O primeiro passo na formação do biofilme é a adesão das bactérias planctônicas, ou seja, de vida livre à uma superfície e ocorre de forma aleatória, (Etapa 1 da Figura). Esta primeira adesão é reversível e é mantida por interações físico-químicas não específicas constituindo o alicerce para o crescimento do biofilme  A segunda fase da adesão consiste na transição do estágio reversível para o irreversível (Etapa 2 da Figura). As bactérias passam a secretar substâncias que serão responsáveis pela manutenção da adesão e da camada que envolve o biofilme. Nesta fase há o início da formação de microcolônias e do desenvolvimento da arquitetura do biofilme maduro (Etapas 3 e 4 da Figura).

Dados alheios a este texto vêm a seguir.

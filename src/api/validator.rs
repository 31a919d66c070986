// ==========================================
// 间接成本配置系统 - 服务端输入校验器
// ==========================================
// 职责: 写入前的字段校验 (名称/简码/描述长度、成本取值)
// 上限来源: ValidationLimits (config_kv 可覆写)
// ==========================================

use std::collections::HashSet;

use crate::api::dto::CostInput;
use crate::api::error::{ApiError, ApiResult};
use crate::config::ValidationLimits;

// ==========================================
// InputValidator - 输入校验器
// ==========================================

/// 输入校验器
///
/// 职责：
/// 1. 名称类字段：trim 后非空，且不超过上限（按字符计）
/// 2. 描述：可选，不超过上限
/// 3. 成本：有限且非负，同一请求内区间不可重复
#[derive(Debug, Clone, Copy)]
pub struct InputValidator {
    limits: ValidationLimits,
}

impl InputValidator {
    pub fn new(limits: ValidationLimits) -> Self {
        Self { limits }
    }

    pub fn limits(&self) -> &ValidationLimits {
        &self.limits
    }

    /// 校验工序名称，返回 trim 后的名称
    pub fn validate_operation_name(&self, name: &str) -> ApiResult<String> {
        validate_required_text("工序名称", name, self.limits.operation_name_max_len)
    }

    /// 校验工厂名称，返回 trim 后的名称
    pub fn validate_plant_name(&self, name: &str) -> ApiResult<String> {
        validate_required_text("工厂名称", name, self.limits.plant_name_max_len)
    }

    /// 校验工厂简码，返回 trim 后的简码
    pub fn validate_plant_code(&self, code: &str) -> ApiResult<String> {
        validate_required_text("工厂简码", code, self.limits.plant_code_max_len)
    }

    /// 校验描述；空白描述视为未填写
    pub fn validate_description(&self, description: Option<&str>) -> ApiResult<Option<String>> {
        let Some(raw) = description else {
            return Ok(None);
        };
        let trimmed = raw.trim();
        if trimmed.is_empty() {
            return Ok(None);
        }
        if trimmed.chars().count() > self.limits.description_max_len {
            return Err(ApiError::InvalidInput(format!(
                "描述长度不能超过{}个字符",
                self.limits.description_max_len
            )));
        }
        Ok(Some(trimmed.to_string()))
    }

    /// 校验成本输入集合
    ///
    /// # 规则
    /// - cost 必须为有限数且 >= 0
    /// - 同一请求内 volume_range 不可重复
    pub fn validate_costs(&self, costs: &[CostInput]) -> ApiResult<()> {
        let mut seen = HashSet::new();
        for input in costs {
            if !input.cost.is_finite() || input.cost < 0.0 {
                return Err(ApiError::InvalidInput(format!(
                    "区间{}的成本无效: {}（必须为非负数）",
                    input.volume_range, input.cost
                )));
            }
            if !seen.insert(input.volume_range) {
                return Err(ApiError::InvalidInput(format!(
                    "区间{}重复出现",
                    input.volume_range
                )));
            }
        }
        Ok(())
    }
}

impl Default for InputValidator {
    fn default() -> Self {
        Self::new(ValidationLimits::default())
    }
}

fn validate_required_text(field: &str, value: &str, max_len: usize) -> ApiResult<String> {
    let trimmed = value.trim();
    if trimmed.is_empty() {
        return Err(ApiError::InvalidInput(format!("{}不能为空", field)));
    }
    if trimmed.chars().count() > max_len {
        return Err(ApiError::InvalidInput(format!(
            "{}长度不能超过{}个字符",
            field, max_len
        )));
    }
    Ok(trimmed.to_string())
}

#[cfg(test)]
mod tests {
    use super::*;
    use crate::domain::VolumeRange;

    #[test]
    fn test_operation_name_limits() {
        let validator = InputValidator::default();
        assert_eq!(validator.validate_operation_name("  Corte ").unwrap(), "Corte");
        assert!(validator.validate_operation_name("   ").is_err());
        assert!(validator.validate_operation_name(&"x".repeat(100)).is_ok());
        assert!(validator.validate_operation_name(&"x".repeat(101)).is_err());
    }

    #[test]
    fn test_plant_code_and_description() {
        let validator = InputValidator::default();
        assert!(validator.validate_plant_code("PLN").is_ok());
        assert!(validator.validate_plant_code("ABCDEFGHIJK").is_err());
        assert_eq!(validator.validate_description(Some("  ")).unwrap(), None);
        assert!(validator.validate_description(Some(&"d".repeat(501))).is_err());
    }

    #[test]
    fn test_costs_rules() {
        let validator = InputValidator::default();
        let ok = [
            CostInput { volume_range: VolumeRange::Range1T, cost: 0.18 },
            CostInput { volume_range: VolumeRange::Range3T, cost: 0.0 },
        ];
        assert!(validator.validate_costs(&ok).is_ok());

        let negative = [CostInput { volume_range: VolumeRange::Range1T, cost: -0.1 }];
        assert!(validator.validate_costs(&negative).is_err());

        let nan = [CostInput { volume_range: VolumeRange::Range1T, cost: f64::NAN }];
        assert!(validator.validate_costs(&nan).is_err());

        let dup = [
            CostInput { volume_range: VolumeRange::Range1T, cost: 0.1 },
            CostInput { volume_range: VolumeRange::Range1T, cost: 0.2 },
        ];
        assert!(validator.validate_costs(&dup).is_err());
    }
}
// ==========================================
// 间接成本配置系统 - 命令行入口
// ==========================================
// 职责: 薄表现层；变更类命令经编辑器 (选择 → 编辑 → 保存) 执行
// ==========================================

use anyhow::{anyhow, bail, Context, Result};
use clap::{Parser, Subcommand};
use tracing::info;

use indirect_costs::app::{get_default_db_path, seed_demo_data, AppState};
use indirect_costs::editor::{
    parse_cost_input, validate_new_operation_name, CostEditor, EditableOperation, OperationKey,
};
use indirect_costs::logging::{self, LogFormat};
use indirect_costs::VolumeRange;

#[derive(Parser)]
#[clap(author, version, about)]
struct Cli {
    /// Database file (defaults to the user data directory)
    #[clap(long, global = true, env = "INDIRECT_COSTS_DB")]
    db: Option<String>,

    /// Emit logs as JSON lines
    #[clap(long, global = true)]
    log_json: bool,

    #[clap(subcommand)]
    command: Commands,
}

#[derive(Subcommand)]
enum Commands {
    /// Insert the demo plants and operations (skips existing plant codes)
    Seed,
    /// List plants
    Plants,
    /// Print the cost matrix of a plant
    Show {
        /// Plant code or id
        #[clap(short, long)]
        plant: String,
        #[clap(long)]
        json: bool,
    },
    /// Set one cost cell
    SetCost {
        #[clap(short, long)]
        plant: String,
        /// Operation name or id
        #[clap(short, long)]
        operation: String,
        /// Volume range, e.g. RANGE_1T or 1T
        #[clap(short, long)]
        range: String,
        /// Cost text as typed in the grid ("", "." and "0." mean 0)
        #[clap(short, long, allow_hyphen_values = true)]
        value: String,
    },
    /// Rename an operation
    Rename {
        #[clap(short, long)]
        plant: String,
        #[clap(short, long)]
        operation: String,
        #[clap(short, long)]
        name: String,
    },
    /// Add an operation, optionally with initial costs (RANGE=VALUE)
    Add {
        #[clap(short, long)]
        plant: String,
        #[clap(short, long)]
        name: String,
        #[clap(short, long = "cost")]
        costs: Vec<String>,
    },
    /// Remove an operation and its costs
    Remove {
        #[clap(short, long)]
        plant: String,
        #[clap(short, long)]
        operation: String,
    },
    /// Runtime configuration (config_kv)
    Config {
        #[clap(subcommand)]
        command: ConfigCommands,
    },
}

#[derive(Subcommand)]
enum ConfigCommands {
    List,
    Set { key: String, value: String },
}

#[tokio::main]
async fn main() -> Result<()> {
    let cli = Cli::parse();
    logging::init_with_format(LogFormat::from_flag(cli.log_json));

    let db_path = cli.db.unwrap_or_else(get_default_db_path);
    info!("{} v{}，数据库: {}", indirect_costs::APP_NAME, indirect_costs::VERSION, db_path);
    let state = AppState::new(db_path).map_err(|e| anyhow!(e))?;

    match cli.command {
        Commands::Seed => {
            let summary = seed_demo_data(&state)?;
            println!(
                "plants created: {}, skipped: {}, operations created: {}",
                summary.plants_created, summary.plants_skipped, summary.operations_created
            );
        }
        Commands::Plants => {
            for plant in state.plant_api.list_plants()? {
                println!(
                    "{:<6} {:<24} {}  {}",
                    plant.code,
                    plant.name,
                    plant.id,
                    plant.description.unwrap_or_default()
                );
            }
        }
        Commands::Show { plant, json } => {
            let plant_id = resolve_plant_id(&state, &plant)?;
            if json {
                let detail = state.plant_api.get_plant(&plant_id)?;
                println!("{}", serde_json::to_string_pretty(&detail)?);
            } else {
                let editor = open_editor(&state, &plant_id).await?;
                print_matrix(&editor);
            }
        }
        Commands::SetCost {
            plant,
            operation,
            range,
            value,
        } => {
            let range = VolumeRange::parse(&range)
                .ok_or_else(|| anyhow!("unknown volume range: {}", range))?;
            let cost = parse_cost_input(&value)
                .ok_or_else(|| anyhow!("invalid cost: {:?}", value))?;

            let plant_id = resolve_plant_id(&state, &plant)?;
            let mut editor = open_editor(&state, &plant_id).await?;
            let key = resolve_operation(&editor, &operation)?;
            editor.update_operation_cost(&key, range, cost)?;
            save(&mut editor).await?;
        }
        Commands::Rename {
            plant,
            operation,
            name,
        } => {
            let name = validate_new_operation_name(&name, &state.limits)?;
            let plant_id = resolve_plant_id(&state, &plant)?;
            let mut editor = open_editor(&state, &plant_id).await?;
            let key = resolve_operation(&editor, &operation)?;
            editor.rename_operation(&key, &name)?;
            save(&mut editor).await?;
        }
        Commands::Add { plant, name, costs } => {
            let name = validate_new_operation_name(&name, &state.limits)?;
            let initial = costs
                .iter()
                .map(|raw| parse_cost_assignment(raw))
                .collect::<Result<Vec<_>>>()?;

            let plant_id = resolve_plant_id(&state, &plant)?;
            let mut editor = open_editor(&state, &plant_id).await?;
            let key = editor
                .add_operation(&name)
                .ok_or_else(|| anyhow!("no plant selected"))?;
            for (range, cost) in initial {
                editor.update_operation_cost(&key, range, cost)?;
            }
            save(&mut editor).await?;
        }
        Commands::Remove { plant, operation } => {
            let plant_id = resolve_plant_id(&state, &plant)?;
            let mut editor = open_editor(&state, &plant_id).await?;
            let key = resolve_operation(&editor, &operation)?;
            editor.remove_operation(&key)?;
            save(&mut editor).await?;
        }
        Commands::Config { command } => match command {
            ConfigCommands::List => {
                for (key, value) in state
                    .config_manager
                    .list_configs()
                    .map_err(|e| anyhow!(e.to_string()))?
                {
                    println!("{} = {}", key, value);
                }
            }
            ConfigCommands::Set { key, value } => {
                state
                    .config_manager
                    .set_config_value(&key, &value)
                    .map_err(|e| anyhow!(e.to_string()))?;
                println!("{} = {}", key, value);
            }
        },
    }

    Ok(())
}

/// 工厂参数可以是简码或ID
fn resolve_plant_id(state: &AppState, plant: &str) -> Result<String> {
    if let Some(found) = state.plant_api.find_plant_by_code(plant)? {
        return Ok(found.id);
    }
    let detail = state
        .plant_api
        .get_plant(plant)
        .with_context(|| format!("plant not found: {}", plant))?;
    Ok(detail.plant.id)
}

async fn open_editor(state: &AppState, plant_id: &str) -> Result<CostEditor> {
    let mut editor = state.editor();
    editor.load_plants().await?;
    editor.select_plant(plant_id).await?;
    Ok(editor)
}

/// 工序参数可以是名称或ID
fn resolve_operation(editor: &CostEditor, operation: &str) -> Result<OperationKey> {
    editor
        .operations()
        .into_iter()
        .find(|op| op.name == operation || op.key.persisted_id() == Some(operation))
        .map(|op| op.key.clone())
        .ok_or_else(|| anyhow!("operation not found: {}", operation))
}

fn parse_cost_assignment(raw: &str) -> Result<(VolumeRange, f64)> {
    let (range, value) = raw
        .split_once('=')
        .ok_or_else(|| anyhow!("expected RANGE=VALUE, got {:?}", raw))?;
    let range = VolumeRange::parse(range.trim())
        .ok_or_else(|| anyhow!("unknown volume range: {}", range))?;
    let cost = parse_cost_input(value).ok_or_else(|| anyhow!("invalid cost: {:?}", value))?;
    Ok((range, cost))
}

async fn save(editor: &mut CostEditor) -> Result<()> {
    if !editor.has_changes() {
        println!("no changes");
        return Ok(());
    }
    if !editor.save_changes().await {
        let reason = editor
            .last_error()
            .map(ToString::to_string)
            .unwrap_or_else(|| "unknown error".to_string());
        bail!("save failed: {}", reason);
    }
    print_matrix(editor);
    Ok(())
}

fn print_matrix(editor: &CostEditor) {
    if let Some(plant) = editor.selected_plant() {
        println!("{} ({})", plant.name, plant.code);
    }

    print!("{:<24}", "operation");
    for range in VolumeRange::ALL {
        print!("{:>10}", range.label());
    }
    println!();

    for op in editor.operations() {
        print_row(op);
    }
}

fn print_row(op: &EditableOperation) {
    print!("{:<24}", op.name);
    for (_, cost) in op.costs_by_range().iter() {
        print!("{:>10.4}", cost);
    }
    println!();
}
// ==========================================
// 间接成本配置系统 - 核心库
// ==========================================
// 技术栈: Rust + SQLite
// 系统定位: 工厂工序 × 运量区间 的间接成本维护
// ==========================================

// ==========================================
// 模块声明
// ==========================================

// 领域层 - 实体与类型
pub mod domain;

// 数据仓储层 - 数据访问
pub mod repository;

// 配置层 - 系统配置
pub mod config;

// 数据库基础设施（连接初始化/PRAGMA 统一）
pub mod db;

// 日志系统
pub mod logging;

// API 层 - 业务接口
pub mod api;

// 编辑器 - 客户端对账核心
pub mod editor;

// 应用层 - 组装与演示数据
pub mod app;

// ==========================================
// 重导出核心类型
// ==========================================

// 领域类型
pub use domain::{CostsByRange, IndirectCost, Operation, Plant, VolumeRange};

// API
pub use api::{ApiError, ApiResult, OperationApi, PlantApi};

// 编辑器
pub use editor::{CostEditor, CostGateway, EditorError, LocalGateway, OperationKey};

// ==========================================
// 常量定义
// ==========================================

// 系统版本
pub const VERSION: &str = env!("CARGO_PKG_VERSION");

// 系统名称
pub const APP_NAME: &str = "间接成本配置系统";
// ==========================================
// 间接成本配置系统 - 工序 API
// ==========================================
// 职责: 工序及其区间成本的查询与管理
// 说明: 返回的工序对象内嵌成本数组 (反规范化)
// 说明: updateOperation 的 costs 为 upsert 语义，不因省略而删除
// ==========================================

use std::sync::Arc;

use chrono::Local;
use tracing::{debug, info};

use crate::api::dto::{
    CostInput, CreateOperationInput, OperationDto, RemovedDto, UpdateOperationInput,
};
use crate::api::error::{ApiError, ApiResult};
use crate::api::validator::InputValidator;
use crate::domain::{IndirectCost, Operation};
use crate::repository::{OperationRepository, PlantRepository};

// ==========================================
// OperationApi
// ==========================================

/// 工序 API
///
/// 职责：
/// 1. 查询工序（全部、按工厂、按ID）
/// 2. 创建工序（可携带初始成本）
/// 3. 更新工序名称/描述并 upsert 成本
/// 4. 删除工序（成本级联删除）
pub struct OperationApi {
    operation_repo: Arc<OperationRepository>,
    plant_repo: Arc<PlantRepository>,
    validator: InputValidator,
}

impl OperationApi {
    /// 创建新的 OperationApi 实例
    pub fn new(
        operation_repo: Arc<OperationRepository>,
        plant_repo: Arc<PlantRepository>,
        validator: InputValidator,
    ) -> Self {
        Self {
            operation_repo,
            plant_repo,
            validator,
        }
    }

    /// 查询全部工序（按名称排序）
    pub fn list_operations(&self) -> ApiResult<Vec<OperationDto>> {
        let operations = self.operation_repo.list_all()?;
        Ok(operations.into_iter().map(Into::into).collect())
    }

    /// 查询某工厂的工序
    ///
    /// # 参数
    /// - `plant_id`: 工厂ID
    ///
    /// # 返回
    /// - `Vec<OperationDto>`: 按名称排序，工厂不存在时为空列表
    pub fn operations_by_plant(&self, plant_id: &str) -> ApiResult<Vec<OperationDto>> {
        let operations = self.operation_repo.list_by_plant(plant_id)?;
        debug!(plant_id, count = operations.len(), "查询工厂工序");
        Ok(operations.into_iter().map(Into::into).collect())
    }

    /// 按ID查询工序
    pub fn get_operation(&self, operation_id: &str) -> ApiResult<OperationDto> {
        Ok(self.require_operation(operation_id)?.into())
    }

    /// 创建工序
    ///
    /// # 参数
    /// - `input`: 名称、可选描述、所属工厂、可选初始成本
    ///
    /// # 返回
    /// - `OperationDto`: 新建的工序（含成本）
    /// - `ApiError::NotFound`: 工厂不存在
    /// - `ApiError::InvalidInput`: 名称/描述/成本校验失败
    pub fn create_operation(&self, input: CreateOperationInput) -> ApiResult<OperationDto> {
        let name = self.validator.validate_operation_name(&input.name)?;
        let description = self
            .validator
            .validate_description(input.description.as_deref())?;
        let costs = input.costs.unwrap_or_default();
        self.validator.validate_costs(&costs)?;

        if self.plant_repo.find_by_id(&input.plant_id)?.is_none() {
            return Err(ApiError::NotFound(format!(
                "工厂(id={})不存在",
                input.plant_id
            )));
        }

        let mut operation = Operation::new(input.plant_id, name, description);
        operation.costs = to_indirect_costs(&operation.operation_id, &costs);
        operation.costs.sort_by_key(|c| c.volume_range);
        self.operation_repo.insert_with_costs(&operation)?;

        info!(
            operation_id = %operation.operation_id,
            plant_id = %operation.plant_id,
            costs = operation.costs.len(),
            "工序已创建"
        );
        Ok(operation.into())
    }

    /// 更新工序
    ///
    /// # 说明
    /// - name/description 为 None 时保持不变
    /// - costs 存在时逐条 upsert (operation_id, volume_range)，未出现的区间保持原值
    pub fn update_operation(&self, input: UpdateOperationInput) -> ApiResult<OperationDto> {
        let mut operation = self.require_operation(&input.id)?;

        if let Some(name) = input.name.as_deref() {
            operation.name = self.validator.validate_operation_name(name)?;
        }
        if input.description.is_some() {
            operation.description = self
                .validator
                .validate_description(input.description.as_deref())?;
        }
        let costs = input.costs.unwrap_or_default();
        self.validator.validate_costs(&costs)?;
        operation.updated_at = Local::now().naive_local();

        let new_costs = to_indirect_costs(&operation.operation_id, &costs);
        if self.operation_repo.update_with_costs(&operation, &new_costs)? == 0 {
            return Err(ApiError::NotFound(format!("工序(id={})不存在", input.id)));
        }

        info!(
            operation_id = %operation.operation_id,
            costs = new_costs.len(),
            "工序已更新"
        );
        Ok(self.require_operation(&input.id)?.into())
    }

    /// 删除工序（成本由外键级联删除）
    pub fn remove_operation(&self, operation_id: &str) -> ApiResult<RemovedDto> {
        self.require_operation(operation_id)?;
        self.operation_repo.delete(operation_id)?;

        info!(operation_id, "工序已删除");
        Ok(RemovedDto {
            id: operation_id.to_string(),
        })
    }

    fn require_operation(&self, operation_id: &str) -> ApiResult<Operation> {
        self.operation_repo
            .find_by_id(operation_id)?
            .ok_or_else(|| ApiError::NotFound(format!("工序(id={})不存在", operation_id)))
    }
}

fn to_indirect_costs(operation_id: &str, costs: &[CostInput]) -> Vec<IndirectCost> {
    costs
        .iter()
        .map(|input| IndirectCost::new(operation_id.to_string(), input.volume_range, input.cost))
        .collect()
}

Os biofilmes maduros apresentam estrutura semelhante a cogumelos, que são envoltos por diversas substâncias, principalmente açúcares e rodeados por poros e canais de água que funcionam como um sistema de troca de nutrientes, oxigênio e metabólitos que precisam ser secretados para fora do biofilme A quinta e última fase da formação do biofilme ocorre quando o ambiente não é mais favorável à sua manutenção, e consiste no descolamento do biofilme maduro (Etapa 5 da Figura) em forma de agregados celulares ou células planctônicas.  Após desprendidas, as bactérias livres podem colonizar novos ambientes, reiniciando a formação de novos biofilmes.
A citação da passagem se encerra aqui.